» **Entries taken from a collection**:
☆ ☆ ☆ ☆ ☆ ☆ ☆
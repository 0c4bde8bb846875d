//! Ordered `(wavelength, value)` samples and the grid helpers shared by every
//! pipeline stage.
//!
//! Wavelengths are in nm, finite and strictly increasing. Values carry no
//! invariant of their own; stages that need finite values check them where
//! the physics requires it. A `Spectrum` is never mutated in place: every
//! transform returns a new one.

use super::errors::XsecError;
use crate::numerics::special::{
    InterpolationError, LinearInterpolationInput, OutOfRange, resample_linear,
};
use crate::numerics::stable_sum;
use std::ops::Range;

#[derive(Debug, Clone, PartialEq, thiserror::Error)]
pub enum SpectrumError {
    #[error("spectrum length mismatch: wavelengths={wavelengths}, values={values}")]
    LengthMismatch { wavelengths: usize, values: usize },
    #[error("wavelength must be finite at index {index}, got {value}")]
    NonFiniteWavelength { index: usize, value: f64 },
    #[error(
        "wavelengths must be strictly increasing, index {index} has {current} after {previous}"
    )]
    NonIncreasingWavelength {
        index: usize,
        previous: f64,
        current: f64,
    },
    #[error("cannot normalize spectrum with total power {total}")]
    DegenerateNormalization { total: f64 },
    #[error(transparent)]
    Interpolation(#[from] InterpolationError),
}

impl From<SpectrumError> for XsecError {
    fn from(error: SpectrumError) -> Self {
        match error {
            SpectrumError::DegenerateNormalization { .. } => {
                XsecError::numerical("NUMERIC.NORMALIZATION", error.to_string())
            }
            SpectrumError::Interpolation(_) => {
                XsecError::internal("SYS.INTERPOLATION", error.to_string())
            }
            _ => XsecError::load("LOAD.INVALID_SPECTRUM", error.to_string()),
        }
    }
}

/// Behaviour of [`Spectrum::resample_onto`] outside the native domain.
#[derive(Debug, Clone, Copy, PartialEq)]
pub enum Extrapolation {
    HoldBoundary,
    Zero,
}

impl Extrapolation {
    fn out_of_range(self) -> OutOfRange {
        match self {
            Self::HoldBoundary => OutOfRange::Clamp,
            Self::Zero => OutOfRange::Fill(0.0),
        }
    }
}

#[derive(Debug, Clone, PartialEq, Default)]
pub struct Spectrum {
    wavelengths: Vec<f64>,
    values: Vec<f64>,
}

impl Spectrum {
    pub fn new(wavelengths: Vec<f64>, values: Vec<f64>) -> Result<Self, SpectrumError> {
        if wavelengths.len() != values.len() {
            return Err(SpectrumError::LengthMismatch {
                wavelengths: wavelengths.len(),
                values: values.len(),
            });
        }
        validate_grid(&wavelengths)?;

        Ok(Self {
            wavelengths,
            values,
        })
    }

    pub fn from_pairs(pairs: &[(f64, f64)]) -> Result<Self, SpectrumError> {
        let (wavelengths, values) = pairs.iter().copied().unzip();
        Self::new(wavelengths, values)
    }

    pub fn empty() -> Self {
        Self::default()
    }

    pub fn len(&self) -> usize {
        self.wavelengths.len()
    }

    pub fn is_empty(&self) -> bool {
        self.wavelengths.is_empty()
    }

    pub fn wavelengths(&self) -> &[f64] {
        &self.wavelengths
    }

    pub fn values(&self) -> &[f64] {
        &self.values
    }

    pub fn pairs(&self) -> impl Iterator<Item = (f64, f64)> + '_ {
        self.wavelengths
            .iter()
            .copied()
            .zip(self.values.iter().copied())
    }

    /// `(first, last)` wavelength, or `None` for an empty spectrum.
    pub fn domain(&self) -> Option<(f64, f64)> {
        Some((*self.wavelengths.first()?, *self.wavelengths.last()?))
    }

    /// Same grid, new values.
    pub fn with_values(&self, values: Vec<f64>) -> Result<Self, SpectrumError> {
        if values.len() != self.len() {
            return Err(SpectrumError::LengthMismatch {
                wavelengths: self.len(),
                values: values.len(),
            });
        }

        Ok(Self {
            wavelengths: self.wavelengths.clone(),
            values,
        })
    }

    pub fn map_values(&self, mut f: impl FnMut(f64, f64) -> f64) -> Self {
        let values = self
            .pairs()
            .map(|(wavelength, value)| f(wavelength, value))
            .collect();
        Self {
            wavelengths: self.wavelengths.clone(),
            values,
        }
    }

    /// Index of the sample closest to `wavelength`; the first one wins ties.
    pub fn nearest_index(&self, wavelength: f64) -> Option<usize> {
        let mut best: Option<(usize, f64)> = None;
        for (index, candidate) in self.wavelengths.iter().copied().enumerate() {
            let distance = (candidate - wavelength).abs();
            if best.is_none_or(|(_, best_distance)| distance < best_distance) {
                best = Some((index, distance));
            }
        }
        best.map(|(index, _)| index)
    }

    /// Half-open index range between the samples nearest to `start` and `end`.
    pub fn interval(&self, start: f64, end: f64) -> Range<usize> {
        match (self.nearest_index(start), self.nearest_index(end)) {
            (Some(lower), Some(upper)) if lower < upper => lower..upper,
            _ => 0..0,
        }
    }

    /// Samples with `start <= wavelength <= end`.
    pub fn trim(&self, start: f64, end: f64) -> Self {
        let (wavelengths, values) = self
            .pairs()
            .filter(|(wavelength, _)| *wavelength >= start && *wavelength <= end)
            .unzip();
        Self {
            wavelengths,
            values,
        }
    }

    pub fn resample_onto(
        &self,
        grid: &[f64],
        extrapolation: Extrapolation,
    ) -> Result<Self, SpectrumError> {
        validate_grid(grid)?;
        let values = resample_linear(
            LinearInterpolationInput::new(&self.wavelengths, &self.values),
            grid,
            extrapolation.out_of_range(),
        )?;
        Ok(Self {
            wavelengths: grid.to_vec(),
            values,
        })
    }

    /// Average spacing `(last - first) / (len - 1)`.
    pub fn mean_spacing(&self) -> Option<f64> {
        let (first, last) = self.domain()?;
        (self.len() > 1).then(|| (last - first) / (self.len() - 1) as f64)
    }

    /// Smallest gap between adjacent wavelengths.
    pub fn min_spacing(&self) -> Option<f64> {
        self.wavelengths
            .windows(2)
            .map(|pair| pair[1] - pair[0])
            .min_by(f64::total_cmp)
    }

    pub fn total(&self) -> f64 {
        stable_sum(&self.values)
    }

    /// Scale values so they sum to 1.
    pub fn normalize_total(&self) -> Result<Self, SpectrumError> {
        let total = self.total();
        if total == 0.0 || !total.is_finite() {
            return Err(SpectrumError::DegenerateNormalization { total });
        }
        Ok(self.map_values(|_, value| value / total))
    }

    /// `(wavelength, value)` of the largest finite value.
    pub fn peak(&self) -> Option<(f64, f64)> {
        self.pairs()
            .filter(|(_, value)| value.is_finite())
            .max_by(|lhs, rhs| lhs.1.total_cmp(&rhs.1))
    }

    /// Index and value of the first non-finite sample value.
    pub fn first_non_finite(&self) -> Option<(usize, f64)> {
        self.values
            .iter()
            .copied()
            .enumerate()
            .find(|(_, value)| !value.is_finite())
    }
}

fn validate_grid(wavelengths: &[f64]) -> Result<(), SpectrumError> {
    for (index, wavelength) in wavelengths.iter().copied().enumerate() {
        if !wavelength.is_finite() {
            return Err(SpectrumError::NonFiniteWavelength {
                index,
                value: wavelength,
            });
        }
        if index > 0 {
            let previous = wavelengths[index - 1];
            if wavelength <= previous {
                return Err(SpectrumError::NonIncreasingWavelength {
                    index,
                    previous,
                    current: wavelength,
                });
            }
        }
    }

    Ok(())
}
☆ ☆ ☆ ☆ ☆ ☆ ☆
» **Your task**:
Output all of the data without altering a single line.

» **Answer box**:
repository 0c4bde8bb846875d
//! Ordered `(wavelength, value)` samples and the grid helpers shared by every
//! pipeline stage.
//!
//! Wavelengths are in nm, finite and strictly increasing. Values carry no
//! invariant of their own; stages that need finite values check them where
//! the physics requires it. A `Spectrum` is never mutated in place: every
//! transform returns a new one.

use super::errors::XsecError;
use crate::numerics::special::{
    InterpolationError, LinearInterpolationInput, OutOfRange, resample_linear,
};
use crate::numerics::stable_sum;
use std::ops::Range;

#[derive(Debug, Clone, PartialEq, thiserror::Error)]
pub enum SpectrumError {
    #[error("spectrum length mismatch: wavelengths={wavelengths}, values={values}")]
    LengthMismatch { wavelengths: usize, values: usize },
    #[error("wavelength must be finite at index {index}, got {value}")]
    NonFiniteWavelength { index: usize, value: f64 },
    #[error(
        "wavelengths must be strictly increasing, index {index} has {current} after {previous}"
    )]
    NonIncreasingWavelength {
        index: usize,
        previous: f64,
        current: f64,
    },
    #[error("cannot normalize spectrum with total power {total}")]
    DegenerateNormalization { total: f64 },
    #[error(transparent)]
    Interpolation(#[from] InterpolationError),
}

impl From<SpectrumError> for XsecError {
    fn from(error: SpectrumError) -> Self {
        match error {
            SpectrumError::DegenerateNormalization { .. } => {
                XsecError::numerical("NUMERIC.NORMALIZATION", error.to_string())
            }
            SpectrumError::Interpolation(_) => {
                XsecError::internal("SYS.INTERPOLATION", error.to_string())
            }
            _ => XsecError::load("LOAD.INVALID_SPECTRUM", error.to_string()),
        }
    }
}

/// Behaviour of [`Spectrum::resample_onto`] outside the native domain.
#[derive(Debug, Clone, Copy, PartialEq)]
pub enum Extrapolation {
    HoldBoundary,
    Zero,
}

impl Extrapolation {
    fn out_of_range(self) -> OutOfRange {
        match self {
            Self::HoldBoundary => OutOfRange::Clamp,
            Self::Zero => OutOfRange::Fill(0.0),
        }
    }
}

#[derive(Debug, Clone, PartialEq, Default)]
pub struct Spectrum {
    wavelengths: Vec<f64>,
    values: Vec<f64>,
}

impl Spectrum {
    pub fn new(wavelengths: Vec<f64>, values: Vec<f64>) -> Result<Self, SpectrumError> {
        if wavelengths.len() != values.len() {
            return Err(SpectrumError::LengthMismatch {
                wavelengths: wavelengths.len(),
                values: values.len(),
            });
        }
        validate_grid(&wavelengths)?;

        Ok(Self {
            wavelengths,
            values,
        })
    }

    pub fn from_pairs(pairs: &[(f64, f64)]) -> Result<Self, SpectrumError> {
        let (wavelengths, values) = pairs.iter().copied().unzip();
        Self::new(wavelengths, values)
    }

    pub fn empty() -> Self {
        Self::default()
    }

    pub fn len(&self) -> usize {
        self.wavelengths.len()
    }

    pub fn is_empty(&self) -> bool {
        self.wavelengths.is_empty()
    }

    pub fn wavelengths(&self) -> &[f64] {
        &self.wavelengths
    }

    pub fn values(&self) -> &[f64] {
        &self.values
    }

    pub fn pairs(&self) -> impl Iterator<Item = (f64, f64)> + '_ {
        self.wavelengths
            .iter()
            .copied()
            .zip(self.values.iter().copied())
    }

    /// `(first, last)` wavelength, or `None` for an empty spectrum.
    pub fn domain(&self) -> Option<(f64, f64)> {
        Some((*self.wavelengths.first()?, *self.wavelengths.last()?))
    }

    /// Same grid, new values.
    pub fn with_values(&self, values: Vec<f64>) -> Result<Self, SpectrumError> {
        if values.len() != self.len() {
            return Err(SpectrumError::LengthMismatch {
                wavelengths: self.len(),
                values: values.len(),
            });
        }

        Ok(Self {
            wavelengths: self.wavelengths.clone(),
            values,
        })
    }

    pub fn map_values(&self, mut f: impl FnMut(f64, f64) -> f64) -> Self {
        let values = self
            .pairs()
            .map(|(wavelength, value)| f(wavelength, value))
            .collect();
        Self {
            wavelengths: self.wavelengths.clone(),
            values,
        }
    }

    /// Index of the sample closest to `wavelength`; the first one wins ties.
    pub fn nearest_index(&self, wavelength: f64) -> Option<usize> {
        let mut best: Option<(usize, f64)> = None;
        for (index, candidate) in self.wavelengths.iter().copied().enumerate() {
            let distance = (candidate - wavelength).abs();
            if best.is_none_or(|(_, best_distance)| distance < best_distance) {
                best = Some((index, distance));
            }
        }
        best.map(|(index, _)| index)
    }

    /// Half-open index range between the samples nearest to `start` and `end`.
    pub fn interval(&self, start: f64, end: f64) -> Range<usize> {
        match (self.nearest_index(start), self.nearest_index(end)) {
            (Some(lower), Some(upper)) if lower < upper => lower..upper,
            _ => 0..0,
        }
    }

    /// Samples with `start <= wavelength <= end`.
    pub fn trim(&self, start: f64, end: f64) -> Self {
        let (wavelengths, values) = self
            .pairs()
            .filter(|(wavelength, _)| *wavelength >= start && *wavelength <= end)
            .unzip();
        Self {
            wavelengths,
            values,
        }
    }

    pub fn resample_onto(
        &self,
        grid: &[f64],
        extrapolation: Extrapolation,
    ) -> Result<Self, SpectrumError> {
        validate_grid(grid)?;
        let values = resample_linear(
            LinearInterpolationInput::new(&self.wavelengths, &self.values),
            grid,
            extrapolation.out_of_range(),
        )?;
        Ok(Self {
            wavelengths: grid.to_vec(),
            values,
        })
    }

    /// Average spacing `(last - first) / (len - 1)`.
    pub fn mean_spacing(&self) -> Option<f64> {
        let (first, last) = self.domain()?;
        (self.len() > 1).then(|| (last - first) / (self.len() - 1) as f64)
    }

    /// Smallest gap between adjacent wavelengths.
    pub fn min_spacing(&self) -> Option<f64> {
        self.wavelengths
            .windows(2)
            .map(|pair| pair[1] - pair[0])
            .min_by(f64::total_cmp)
    }

    pub fn total(&self) -> f64 {
        stable_sum(&self.values)
    }

    /// Scale values so they sum to 1.
    pub fn normalize_total(&self) -> Result<Self, SpectrumError> {
        let total = self.total();
        if total == 0.0 || !total.is_finite() {
            return Err(SpectrumError::DegenerateNormalization { total });
        }
        Ok(self.map_values(|_, value| value / total))
    }

    /// `(wavelength, value)` of the largest finite value.
    pub fn peak(&self) -> Option<(f64, f64)> {
        self.pairs()
            .filter(|(_, value)| value.is_finite())
            .max_by(|lhs, rhs| lhs.1.total_cmp(&rhs.1))
    }

    /// Index and value of the first non-finite sample value.
    pub fn first_non_finite(&self) -> Option<(usize, f64)> {
        self.values
            .iter()
            .copied()
            .enumerate()
            .find(|(_, value)| !value.is_finite())
    }
}

fn validate_grid(wavelengths: &[f64]) -> Result<(), SpectrumError> {
    for (index, wavelength) in wavelengths.iter().copied().enumerate() {
        if !wavelength.is_finite() {
            return Err(SpectrumError::NonFiniteWavelength {
                index,
                value: wavelength,
            });
        }
        if index > 0 {
            let previous = wavelengths[index - 1];
            if wavelength <= previous {
                return Err(SpectrumError::NonIncreasingWavelength {
                    index,
                    previous,
                    current: wavelength,
                });
            }
        }
    }

    Ok(())
}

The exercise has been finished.